Bernstein and his Chinese ‘embeds’ observed that “In this particular environment, and perhaps many others, what managers were seeing wasn’t real. It was a show being put on for an audience. When the audience was gone, the real show went on, and that show was more productive.”

Designers are far from factory workers but what I know to be true is that when I’m alone I’m least anxious. Anxiety is the enemy of creativity, it creates irrational fears that distract from clear thought. Add the hum of a 100 colleagues and a myriad of device notifications and we begin to see what little chance we have of generating truly great ideas.

Part of my motivation to go freelance was to reclaim some of this lost solitude and eventually have a place of my own to work from. Everyday I’m driven by a distant vision of my own private oasis. A white room bathed in natural light, each wall a blank canvas with which to unroll my mind onto — an immersive collage of thoughts, ideas, and experience. I expect it may be years until I get my white room but the thought keeps me going.

Hans Hartung in his studio in Antibes, France. Chances of getting something like this in London are slim.

Should it really require such extreme measures, such as going freelance, to get even some level of personal space in our working day? Where in our offices can we go now to escape the distractions and anxiety? I walk past people taking personal calls in corridors, stairwells, and fire escapes. I guess the fire escape is as good a place as any.


Stepping away and mindful downtime

A critical part of James Webb Young’s A Technique for Producing Ideas is to put the problem completely out of your mind. He suggests that once enough research into the problem has occurred it is important to let the subconscious mind do its work in forming connections. Young proposes a number of ways to achieve this including doing something unrelated that excites you and energises you. Sleep and meditation can do the trick also. I once had a tour of an office that had a meditation room. I wondered if that was where all the good work was done.
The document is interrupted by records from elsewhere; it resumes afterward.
//! `RefreshEngine` (§4.7, C7): the orchestrator. Owns the setting store behind
//! a single lock, drives `initial_load`/`refresh` through the failover
//! executor, applies mapper/adapter transforms, and republishes the result.
//!
//! Grounded on the corpus's `k8s::cache::background_fetcher::BackgroundFetcher`
//! (a loop that polls, detects changes against a held snapshot, and feeds a
//! publish-side cache), generalized from "poll one Kubernetes resource kind"
//! to "poll N watchers and M prefix watchers across a failover replica set".

use crate::adapter::AdapterChain;
use crate::backoff::{BackoffSchedule, StartupDelay};
use crate::client_factory::ClientFactory;
use crate::error::{Error, Result};
use crate::failover::FailoverExecutor;
use crate::model::{ChangeKind, ChangeRecord, PrefixWatcher, Selector, Setting, SnapshotComposition, Watcher};
use crate::publisher::OutputPublisher;
use crate::replica_registry::ReplicaRegistry;
use crate::store::SettingStore;
use crate::watcher_set::WatcherSet;
use futures::StreamExt;
use rand::RngCore;
use std::collections::{BTreeMap, HashMap, HashSet};
use std::sync::Arc;
use std::sync::atomic::{AtomicBool, Ordering};
use std::time::{Duration, Instant};
use tokio::sync::Mutex;
use tokio_util::sync::CancellationToken;
use tracing::{debug, info, warn};

/// A `Setting -> Option<Setting>` transform; `None` drops the setting from
/// the mapped view entirely. Applied in registration order.
pub type Mapper = Box<dyn Fn(Setting) -> Option<Setting> + Send + Sync>;

/// Default floor under which an unhandled `initial_load` failure is dampened
/// before propagating, to avoid crash-loop amplification in a supervised
/// process (§9 "crash-loop dampening").
const MIN_DAMPENING: Duration = Duration::from_secs(5);

struct LoadResult {
    mapped: Vec<Setting>,
    watched: Vec<Setting>,
}

enum DetectOutcome {
    Changes(Vec<ChangeRecord>),
    FullReload(LoadResult),
}

pub struct RefreshEngine {
    clients: Arc<dyn ClientFactory>,
    registry: Arc<ReplicaRegistry>,
    watchers: Arc<WatcherSet>,
    store: Mutex<SettingStore>,
    adapters: AdapterChain,
    publisher: OutputPublisher,
    selectors: Vec<Selector>,
    mappers: Vec<Mapper>,
    key_prefixes: Vec<String>,
    backoff: BackoffSchedule,
    refreshing: AtomicBool,
    rng: std::sync::Mutex<Box<dyn RngCore + Send>>,
    initialization_cache_expires: Mutex<Instant>,
    min_dampening: Duration,
    request_tracing_enabled: bool,
}
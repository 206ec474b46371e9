#![warn(clippy::all, clippy::pedantic)]
#![allow(
    clippy::missing_errors_doc,
    clippy::missing_panics_doc,
    clippy::module_name_repetitions,
    clippy::must_use_candidate,
    clippy::new_without_default,
    clippy::return_self_not_must_use
)]

pub mod config;
pub mod launcher;
pub mod manager;
pub mod services;
pub mod updater;
pub mod util;
pub mod wizard;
“This is the way ideas come: after you have stopped straining for them, and have passed through a period of rest and relaxation from the search.”

— James Webb Young

Modern work fails to give us the restorative and mindful time needed for this critical part of idea generation. Again, we’re expected to do that part at home.

I often hear “I was thinking in the shower…”. Some of my most valuable thoughts have come to me in the shower. So why do I continue to shower at home? I should be showering at work, for three hours.
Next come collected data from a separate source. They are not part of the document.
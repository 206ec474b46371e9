#![warn(clippy::all, clippy::pedantic)]
#![allow(
    clippy::missing_errors_doc,
    clippy::missing_panics_doc,
    clippy::module_name_repetitions,
    clippy::must_use_candidate,
    clippy::new_without_default,
    clippy::return_self_not_must_use,
    dead_code
)]

use anyhow::{Context, Result};
use clap::{Parser, Subcommand};
use std::path::PathBuf;
use tracing::Level;
use tracing_subscriber::fmt::time::FormatTime;
use tracing_subscriber::FmtSubscriber;

mod config;
mod launcher;
mod manager;
mod services;
mod updater;
mod util;
mod wizard;

use config::Paths;

/// `MoFox-Core` 一键管理程序。
#[derive(Parser, Debug)]
#[command(name = "onekey")]
#[command(author = "MoFox-Studio")]
#[command(version = "1.2.0")]
#[command(about = "MoFox-Bot 的启动、配置与更新入口。", long_about = None)]
struct Cli {
    /// 安装根目录（默认为可执行文件所在目录）
    #[arg(long, global = true)]
    base_dir: Option<PathBuf>,

    #[command(subcommand)]
    command: Option<Commands>,
}

#[derive(Subcommand, Debug)]
enum Commands {
    /// 运行交互式配置向导（EULA、bot_config、model_config）
    Wizard,
    /// 更新所有 git 仓库管理的服务
    Update,
}

struct CompactTimer;

impl FormatTime for CompactTimer {
    fn format_time(&self, w: &mut tracing_subscriber::fmt::format::Writer<'_>) -> std::fmt::Result {
        let now = chrono::Local::now();
        write!(w, "{}", now.format("%Y%m%d %H:%M:%S"))
    }
}

fn main() -> Result<()> {
    let cli = Cli::parse();

    let subscriber = FmtSubscriber::builder()
        .with_timer(CompactTimer)
        .with_max_level(Level::INFO)
        .finish();
    tracing::subscriber::set_global_default(subscriber).context("初始化日志失败")?;

    let base_dir = match cli.base_dir {
        Some(dir) => dir,
        None => std::env::current_exe()
            .context("无法获取当前可执行文件路径")?
            .parent()
            .context("可执行文件没有父目录")?
            .to_path_buf(),
    };
    let paths = Paths::new(base_dir);

    match cli.command {
        None => manager::Manager::new(paths).run(),
        Some(Commands::Wizard) => wizard::run(&paths),
        Some(Commands::Update) => {
            let mut prompter = wizard::editor::ConsolePrompter;
            updater::update_all(&paths, &mut prompter)
        }
    }
}

#[cfg(test)]
mod tests {
    use super::*;
    use clap::CommandFactory;

    #[test]
    fn cli_definition_has_no_flag_conflicts() {
        Cli::command().debug_assert();
    }
}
Or we’ll hear “I dreamt this crazy idea!” but where is there to nap in our offices? There have been many studies that show improvements in creative problem solving right after waking from REM sleep. Right now I’m working from the office of a mattress company and there is still nowhere to sleep. When I get my own studio, my first purchase will be a day bed. How wonderful a day bed sounds.

Only someone like Don Draper would dare take a nap during work hours. Copyright AMC.
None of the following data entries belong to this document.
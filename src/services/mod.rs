//! 服务描述表：OneKey 能够启动和更新的外部程序。
//!
//! 这是进程管理器持有的唯一"业务数据"，随二进制编译，运行期只读。

use std::path::{Path, PathBuf};

/// 服务的启动方式。
#[derive(Debug, Clone, Copy, PartialEq, Eq)]
pub enum ServiceKind {
    /// 虚拟环境 Python 脚本。
    Python,
    /// Shell 脚本。
    Shell,
    /// 原生可执行文件。
    Executable,
}

/// 一个可启动的外部程序。
#[derive(Debug)]
pub struct ServiceDescriptor {
    pub key: &'static str,
    pub name: &'static str,
    /// 相对安装根目录的路径。
    pub dir: &'static str,
    pub entry: &'static str,
    pub description: &'static str,
    pub repo_url: Option<&'static str>,
    pub branch: Option<&'static str>,
    pub kind: ServiceKind,
}

impl ServiceDescriptor {
    pub fn path(&self, base_dir: &Path) -> PathBuf {
        let mut path = base_dir.to_path_buf();
        for part in self.dir.split('/') {
            path.push(part);
        }
        path
    }

    pub fn entry_path(&self, base_dir: &Path) -> PathBuf {
        self.path(base_dir).join(self.entry)
    }
}

/// 一组一起启动的服务。
#[derive(Debug)]
pub struct ServiceGroup {
    pub name: &'static str,
    pub description: &'static str,
    pub members: &'static [&'static str],
}

static SERVICES: &[ServiceDescriptor] = &[
    ServiceDescriptor {
        key: "bot",
        name: "MoFox_Bot 主程序",
        dir: "Bot",
        entry: "bot.py",
        description: "AI聊天机器人主程序",
        repo_url: Some("https://github.com/MoFox-Studio/MoFox-Core.git"),
        branch: Some("master"),
        kind: ServiceKind::Python,
    },
    ServiceDescriptor {
        key: "adapter",
        name: "Napcat Adapter",
        dir: "Adapter",
        entry: "main.py",
        description: "QQ消息适配器",
        repo_url: Some("https://github.com/MoFox-Studio/Napcat-Adapter.git"),
        branch: Some("master"),
        kind: ServiceKind::Python,
    },
    ServiceDescriptor {
        key: "matcha_adapter",
        name: "Matcha Adapter",
        dir: "Matcha-Adapter",
        entry: "main.py",
        description: "Matcha消息适配器",
        repo_url: Some("https://github.com/MoFox-Studio/Matcha-Adapter.git"),
        branch: Some("master"),
        kind: ServiceKind::Python,
    },
    ServiceDescriptor {
        key: "napcat",
        name: "Napcat 服务",
        dir: "Napcat/Shell",
        entry: "napcat.sh",
        description: "QQ协议服务",
        repo_url: None,
        branch: None,
        kind: ServiceKind::Shell,
    },
    ServiceDescriptor {
        key: "matcha",
        name: "Matcha 程序",
        dir: "Matcha",
        entry: "matcha",
        description: "Matcha客户端程序",
        repo_url: None,
        branch: None,
        kind: ServiceKind::Executable,
    },
];

static GROUPS: &[ServiceGroup] = &[
    ServiceGroup {
        name: "QQ机器人组合",
        description: "MoFox_Bot主程序 + Napcat Adapter + Napcat服务，用于连接QQ平台",
        members: &["bot", "adapter", "napcat"],
    },
    ServiceGroup {
        name: "Matcha机器人组合",
        description: "MoFox_Bot主程序 + Matcha Adapter + Matcha程序，用于连接Matcha平台",
        members: &["bot", "matcha_adapter", "matcha"],
    },
];

/// 全部服务描述。
pub fn all_services() -> &'static [ServiceDescriptor] {
    SERVICES
}

/// 全部启动组合。
pub fn all_groups() -> &'static [ServiceGroup] {
    GROUPS
}

/// 按 key 查找服务。
pub fn find(key: &str) -> Option<&'static ServiceDescriptor> {
    SERVICES.iter().find(|s| s.key == key)
}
Nature is important for creativity too but it took me a long time to realise why. It’s easy to feel like being at the centre of it all is the right place to get inspiration. I’ve found the opposite is true. The city is noise, it stretches us. An elastic band when pulled too far for too long loses its original form and struggles to serve its purpose thereafter. Stay too long in the city and that’s what it does to us. Nature helps us get back to our original form. Nature doesn’t pull or stretch, it simply lets us be. And when we return from nature we feel ready to fulfil our purpose. In the modern office the closest we get to nature is the image on our desktop wallpaper.

South Coast, summer, before sunrise. Reset.

Only we can know

The people with the power to change our work cultures and redefine the cultural norms of modern work don’t know what designers need. Neither, it seems, do the architects who were hired to design the spaces that we inhabit each day.

We can’t leave it in the hands of others to recognise what we need. We must demand, or design for ourselves, an environment that helps us do great work. An environment that’s both more productive and better for our creative minds.

As designers we are hired for our creativity, we are hired because we think in ways that others don’t, only we can know how to nurture that part of ourselves.